El turismo se ha disparado en Macao con la trayectoria ascendente de un cohete espacial. En 2002 llegaron al territorio once millones y medio de visitantes internacionales; en 2013 superaban los veintinueve. Los ingresos por turismo, que en 2002 se cifraban en torno a los dos millardos de dólares estadounidenses, subieron a cincuenta y dos en 2013, lo que coloca a Macao en la quinta posición mundial más alta de ingresos totales por turismo. Cada uno de sus visitantes se dejaba allí alrededor de 1.813 dólares estadounidenses. Si afinamos la estadística para contar tan solo a los turistas internacionales (en la definición comúnmente aceptada, son turistas quienes permanecen durante más de veinticuatro horas en su destino y visitantes quienes están menos tiempo), la cantidad se duplica. Es decir, Macao bate en ingresos por turista a todos los destinos importantes, con la excepción de Australia (4.843 dólares). En España, para hacernos una idea, el ingreso turístico per cápita está en torno a los mil dólares [datos tomados de la Organización Mundial del Turismo].

Por lo que hace al conjunto de la economía local, la contribución directa (gastos domésticos e internacionales, públicos y privados) e indirecta (inversiones públicas y privadas) del turismo en Macao, se estima que ascendió al 86,4% del PIB en 2013 y que en 2024 llegará al 93,3%. Es decir, en contraposición a lo que sucede en una mayoría de destinos diferentes, la importancia local del turismo tiende a subir con el tiempo en vez de disminuir. La explicación más aceptada de esta aparente paradoja hay que buscarla en sus principales mercados. Un noventa por ciento de los visitantes de Macao provienen de la China continental (64%), Hong Kong (22%) y Taiwán (4%) y todos los análisis coinciden en que la salida de chinos más allá de sus fronteras no ha hecho sino empezar.

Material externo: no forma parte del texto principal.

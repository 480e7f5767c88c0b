//! Explicitly constructed governor context
//!
//! [`GovernorContext`] owns the path cache, the resolver and the affinity
//! context. The host builds one during startup and hands references to the
//! process enumerator, the rule engine and the UI.

pub mod config;
pub mod observer;

pub use config::{AffinityConfig, GovernorConfig};
pub use observer::{ObserverList, StateObserver};

use std::path::PathBuf;
use std::sync::Arc;

use crossbeam_utils::atomic::AtomicCell;
use serde::Serialize;

use crate::affinity::{AffinityContext, AffinityMask, AffinityStrategy};
use crate::cache::Clock;
use crate::error::GovernorResult;
use crate::process::path::{PathCache, PathResolver, ProcessIntrospector, ProcfsIntrospector};
use crate::process::{ProcessHandlingState, ProcessRecord};
use crate::telemetry::{CacheStatistics, CacheStatsSnapshot, ResolverStatsSnapshot};

/// Combined counters for an external statistics sink
#[derive(Debug, Clone, Copy, PartialEq, Serialize)]
pub struct GovernorStatsSnapshot {
    pub path_cache: CacheStatsSnapshot,
    pub resolver: ResolverStatsSnapshot,
}

#[derive(Debug)]
pub struct GovernorContext {
    config: GovernorConfig,
    resolver: PathResolver,
    affinity: AffinityContext,
    strategy: AtomicCell<AffinityStrategy>,
    observers: ObserverList,
}

impl GovernorContext {
    pub fn builder() -> GovernorBuilder {
        GovernorBuilder::new()
    }

    /// Context with background pruning and the given introspector
    pub fn new(
        config: GovernorConfig,
        introspector: Arc<dyn ProcessIntrospector>,
    ) -> GovernorResult<Self> {
        Self::builder()
            .config(config)
            .introspector(introspector)
            .build()
    }

    pub fn config(&self) -> &GovernorConfig {
        &self.config
    }

    pub fn resolver(&self) -> &PathResolver {
        &self.resolver
    }

    pub fn path_cache(&self) -> &Arc<PathCache> {
        self.resolver.cache()
    }

    pub fn affinity(&self) -> &AffinityContext {
        &self.affinity
    }

    pub fn affinity_strategy(&self) -> AffinityStrategy {
        self.strategy.load()
    }

    /// Switch the strategy used by [`adjust_affinity`](Self::adjust_affinity)
    pub fn set_affinity_strategy(&self, strategy: AffinityStrategy) {
        let previous = self.strategy.swap(strategy);
        if previous != strategy {
            log::info!("affinity strategy {:?} -> {:?}", previous, strategy);
        }
    }

    /// Narrow `target` so it selects no more processors than `source`
    pub fn adjust_affinity(
        &self,
        source: &AffinityMask,
        target: &AffinityMask,
    ) -> GovernorResult<AffinityMask> {
        self.affinity
            .apply(self.affinity_strategy(), source, target)
    }

    /// Register an observer; call before the context is shared
    pub fn register_observer(&mut self, observer: Arc<dyn StateObserver>) {
        self.observers.register(observer);
    }

    /// Fill in the record's executable path
    ///
    /// `Ok(None)` leaves path-based rules unable to match the process.
    pub fn observe(&self, record: &mut ProcessRecord) -> GovernorResult<Option<PathBuf>> {
        Ok(record.resolve_path(&self.resolver)?.map(PathBuf::from))
    }

    /// Move `record` to `state` and notify observers
    pub fn transition(&self, record: &mut ProcessRecord, state: ProcessHandlingState) {
        let previous = record.state();
        record.set_state(state);
        self.observers.notify(record, previous);
    }

    /// Mark the record exited and forget its cached path
    pub fn process_exited(&self, record: &mut ProcessRecord) {
        self.transition(record, ProcessHandlingState::Exited);
        self.resolver.forget(record.pid());
    }

    pub fn statistics(&self) -> GovernorStatsSnapshot {
        GovernorStatsSnapshot {
            path_cache: self.path_cache().statistics().snapshot(),
            resolver: self.resolver.statistics().snapshot(),
        }
    }

    /// Stop background pruning and release cached paths
    pub fn shutdown(&self) {
        self.path_cache().dispose();
    }
}

impl Drop for GovernorContext {
    fn drop(&mut self) {
        self.shutdown();
    }
}

/// Fluent builder for [`GovernorContext`]
#[derive(Debug, Default)]
pub struct GovernorBuilder {
    config: GovernorConfig,
    introspector: Option<Arc<dyn ProcessIntrospector>>,
    clock: Option<Arc<dyn Clock>>,
    cache_statistics: Option<Arc<CacheStatistics>>,
    background_pruning: bool,
}

impl GovernorBuilder {
    pub fn new() -> Self {
        Self {
            background_pruning: true,
            ..Self::default()
        }
    }

    pub fn config(mut self, config: GovernorConfig) -> Self {
        self.config = config;
        self
    }

    /// Defaults to [`ProcfsIntrospector`]
    pub fn introspector(mut self, introspector: Arc<dyn ProcessIntrospector>) -> Self {
        self.introspector = Some(introspector);
        self
    }

    /// Time source for the path cache
    pub fn clock(mut self, clock: Arc<dyn Clock>) -> Self {
        self.clock = Some(clock);
        self
    }

    pub fn cache_statistics(mut self, stats: Arc<CacheStatistics>) -> Self {
        self.cache_statistics = Some(stats);
        self
    }

    /// Leave path cache pruning to explicit `prune` calls
    pub fn manual_pruning(mut self) -> Self {
        self.background_pruning = false;
        self
    }

    pub fn build(self) -> GovernorResult<GovernorContext> {
        let config = self.config.validated()?;
        let affinity = config.affinity.context()?;

        let mut cache = PathCache::builder().config(config.cache.clone());
        if let Some(clock) = self.clock {
            cache = cache.clock(clock);
        }
        if let Some(stats) = self.cache_statistics {
            cache = cache.statistics(stats);
        }
        if !self.background_pruning {
            cache = cache.manual_pruning();
        }
        let cache = cache.build()?;

        let introspector = self
            .introspector
            .unwrap_or_else(|| Arc::new(ProcfsIntrospector::new()) as Arc<dyn ProcessIntrospector>);
        let resolver = PathResolver::new(cache, introspector, config.resolver.clone());

        log::debug!(
            "governor ready: {} logical processors, {:?} affinity, management query {}",
            affinity.logical_processors(),
            config.affinity.strategy,
            if config.resolver.management_query { "enabled" } else { "disabled" }
        );

        Ok(GovernorContext {
            strategy: AtomicCell::new(config.affinity.strategy),
            config,
            resolver,
            affinity,
            observers: ObserverList::new(),
        })
    }
}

Todo lo cual lleva a la vacuidad de las propuestas biempensantes para el desarrollo sostenible del turismo en Macao. Ateniéndose tan solo a los números, podría pensarse que la diversidad cultural, su identidad negociada y otras sansiroladas antropodérmicas del mismo calibre han contribuido a ese ascenso espectacular. Son los mismos que hace años defendían que el despegue turístico de España se debía a sus diferencias políticas y culturales con respecto al resto de Europa. Pero, tan pronto como alguien empezó a interesarse por la cuestión, supimos que a los europeos la España diferente les traía sin cuidado. Allá por 1984, el 85% de nuestros visitantes (y, según me cuentan, la proporción no ha disminuido significativamente desde entonces) sólo se interesaba por lo que la España turística en realidad era, y aún es: una gran playa para familias de clase media, europeas y domésticas.

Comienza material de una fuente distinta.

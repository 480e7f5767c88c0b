//! Time sources for entry timestamps
//!
//! The cache reads time through [`Clock`] so pruning decisions can be driven
//! deterministically. [`SystemClock`] is the production source.

use std::sync::atomic::{AtomicU64, Ordering};
use std::time::{Duration, Instant};

/// Monotonic time source
pub trait Clock: Send + Sync + std::fmt::Debug {
    fn now(&self) -> Instant;
}

/// Wall monotonic clock backed by [`Instant::now`]
#[derive(Debug, Default, Clone, Copy)]
pub struct SystemClock;

impl Clock for SystemClock {
    #[inline(always)]
    fn now(&self) -> Instant {
        Instant::now()
    }
}

/// Clock that only moves when told to
///
/// Starts at the instant it was created and advances by explicit steps.
#[derive(Debug)]
pub struct ManualClock {
    origin: Instant,
    offset_ns: AtomicU64,
}

impl ManualClock {
    pub fn new() -> Self {
        Self {
            origin: Instant::now(),
            offset_ns: AtomicU64::new(0),
        }
    }

    /// Move the clock forward
    pub fn advance(&self, step: Duration) {
        let step_ns = u64::try_from(step.as_nanos()).unwrap_or(u64::MAX);
        self.offset_ns.fetch_add(step_ns, Ordering::SeqCst);
    }
}

impl Default for ManualClock {
    fn default() -> Self {
        Self::new()
    }
}

impl Clock for ManualClock {
    fn now(&self) -> Instant {
        self.origin + Duration::from_nanos(self.offset_ns.load(Ordering::SeqCst))
    }
}

/// Minutes elapsed between `earlier` and `now`, zero if `earlier` is in the future
#[inline]
pub fn age_minutes(now: Instant, earlier: Instant) -> f64 {
    now.saturating_duration_since(earlier).as_secs_f64() / 60.0
}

El producto señero de Macao es, por supuesto, el juego. Se argüirá, con razón, que ya estaba allí cuando se acabó el monopolio que Stanley Ho ostentaba en 2001. Pero, una vez más, eso deja fuera de foco a las chicas del teléfono móvil que por entonces ocupaban los sótanos del decaído Hotel-Casino Lisboa. En 2002 empezaron a operar en Macao dos fuerzas importantes. Por el lado de la oferta, desembarcaron en la ciudad las grandes compañías que habían llevado al triunfo a Las Vegas y tenían una noción más moderna y competitiva del negocio. Primero se asentaron en la península, justo al lado del Lisboa, que se vio obligado a acometer una fenomenal renovación interna. Cuando lo visité hace un par de años, no conseguía reconocerlo. Además, la compañía de Ho lo había complementado en 2008 con un nuevo edificio, el Grand Lisboa, en forma de flor de loto (261 metros de alto, 52 pisos, 430 suites, varios pisos de apuestas VIP). Luego se colocaron otros muchos en Cotai Strip, los terrenos ganados al mar que han convertido a las islas de Taipa y Coloane en una sola. Hoy hay más de treinta casinos espectaculares que, además de las salas de juego, albergan, como en Las Vegas, centros comerciales de lujo, restaurantes plagados de estrellas Michelin y galerías de arte en las que entretienen su tiempo de ocio y se gastan enormes cantidades de dinero las familias de los yúnxi?o f?ich?, los ases del naipe. Algunos, pocos, se dan una vuelta por la ciudad portuguesa para sacarse una foto delante de la bellísima fachada barroca de la jesuítica iglesia de San Pablo, hoy en ruinas. A ninguno se le ocurre consumir comida macanesa.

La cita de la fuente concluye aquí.